Collected data entries:
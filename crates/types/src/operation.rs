//! Top-level SCEP `operation` query-parameter values.

use std::fmt;
use std::str::FromStr;

use thiserror::Error;

#[derive(Debug, Clone, Copy, PartialEq, Eq)]
pub enum Operation {
    GetCACert,
    GetCACaps,
    PKIOperation,
}

#[derive(Debug, Error, PartialEq, Eq)]
#[error("unknown SCEP operation: {0}")]
pub struct UnknownOperation(pub String);

impl FromStr for Operation {
    type Err = UnknownOperation;

    fn from_str(s: &str) -> Result<Self, Self::Err> {
        match s {
            "GetCACert" => Ok(Operation::GetCACert),
            "GetCACaps" => Ok(Operation::GetCACaps),
            "PKIOperation" => Ok(Operation::PKIOperation),
            other => Err(UnknownOperation(other.to_string())),
        }
    }
}

impl fmt::Display for Operation {
    fn fmt(&self, f: &mut fmt::Formatter<'_>) -> fmt::Result {
        let s = match self {
            Operation::GetCACert => "GetCACert",
            Operation::GetCACaps => "GetCACaps",
            Operation::PKIOperation => "PKIOperation",
        };
        write!(f, "{s}")
    }
}
//! CA Signer: signs an incoming CSR into an end-entity X.509 certificate.

use spki::SubjectPublicKeyInfoOwned;
use x509_cert::builder::{Builder, CertificateBuilder, Profile};
use x509_cert::name::Name;
use x509_cert::serial_number::SerialNumber;
use x509_cert::time::{Time, Validity};
use x509_cert::Certificate;

use crate::error::SignerError;
use crate::keystore::{CaHandle, CaStore};

/// Issuance policy for end-entity certificates.
pub struct IssuancePolicy {
    pub device_cert_lifetime_days: i64,
}

impl Default for IssuancePolicy {
    fn default() -> Self {
        Self {
            device_cert_lifetime_days: 365,
        }
    }
}

/// Signs `subject`/`spki` into a new end-entity certificate, reserving and persisting the next
/// serial from `ca` before returning.
///
/// notBefore is five minutes in the past (clock-skew tolerance),
/// notAfter is `policy.device_cert_lifetime_days` after that; `Profile::Leaf` supplies
/// basicConstraints, keyUsage, subjectKeyIdentifier (from the new key) and
/// authorityKeyIdentifier (from the issuing CA) on its own, so none of those extensions are
/// added by hand here; the signature algorithm is SHA-256-with-RSA.
pub fn sign(
    ca: &CaHandle,
    store: &dyn CaStore,
    subject: Name,
    spki: SubjectPublicKeyInfoOwned,
    policy: &IssuancePolicy,
) -> Result<Certificate, SignerError> {
    let serial_value = ca.reserve_next_serial(store)?;
    let serial = SerialNumber::from(serial_value);

    let not_before = time::OffsetDateTime::now_utc() - time::Duration::minutes(5);
    let not_after = not_before + time::Duration::days(policy.device_cert_lifetime_days);
    let validity = Validity {
        not_before: Time::try_from(not_before)
            .map_err(|e| SignerError::CertificateBuild(e.to_string()))?,
        not_after: Time::try_from(not_after)
            .map_err(|e| SignerError::CertificateBuild(e.to_string()))?,
    };

    let profile = Profile::Leaf {
        issuer: ca.subject().clone(),
        enable_key_agreement: false,
        enable_key_encipherment: true,
    };

    let builder = CertificateBuilder::new(
        profile,
        serial,
        validity,
        subject,
        spki,
        ca.signing_key(),
    )
    .map_err(|e| SignerError::CertificateBuild(e.to_string()))?;

    builder
        .build()
        .map_err(|e| SignerError::CertificateBuild(e.to_string()))
}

WHAT IS REQUIRED: Could you restate, word for word, every line from the one containing "persisting the next" through the last line of the records above, and nothing more?

EXERCISE SOLUTION:
/// Signs `subject`/`spki` into a new end-entity certificate, reserving and persisting the next
/// serial from `ca` before returning.
///
/// notBefore is five minutes in the past (clock-skew tolerance),
/// notAfter is `policy.device_cert_lifetime_days` after that; `Profile::Leaf` supplies
/// basicConstraints, keyUsage, subjectKeyIdentifier (from the new key) and
/// authorityKeyIdentifier (from the issuing CA) on its own, so none of those extensions are
/// added by hand here; the signature algorithm is SHA-256-with-RSA.
pub fn sign(
    ca: &CaHandle,
    store: &dyn CaStore,
    subject: Name,
    spki: SubjectPublicKeyInfoOwned,
    policy: &IssuancePolicy,
) -> Result<Certificate, SignerError> {
    let serial_value = ca.reserve_next_serial(store)?;
    let serial = SerialNumber::from(serial_value);

    let not_before = time::OffsetDateTime::now_utc() - time::Duration::minutes(5);
    let not_after = not_before + time::Duration::days(policy.device_cert_lifetime_days);
    let validity = Validity {
        not_before: Time::try_from(not_before)
            .map_err(|e| SignerError::CertificateBuild(e.to_string()))?,
        not_after: Time::try_from(not_after)
            .map_err(|e| SignerError::CertificateBuild(e.to_string()))?,
    };

    let profile = Profile::Leaf {
        issuer: ca.subject().clone(),
        enable_key_agreement: false,
        enable_key_encipherment: true,
    };

    let builder = CertificateBuilder::new(
        profile,
        serial,
        validity,
        subject,
        spki,
        ca.signing_key(),
    )
    .map_err(|e| SignerError::CertificateBuild(e.to_string()))?;

    builder
        .build()
        .map_err(|e| SignerError::CertificateBuild(e.to_string()))
}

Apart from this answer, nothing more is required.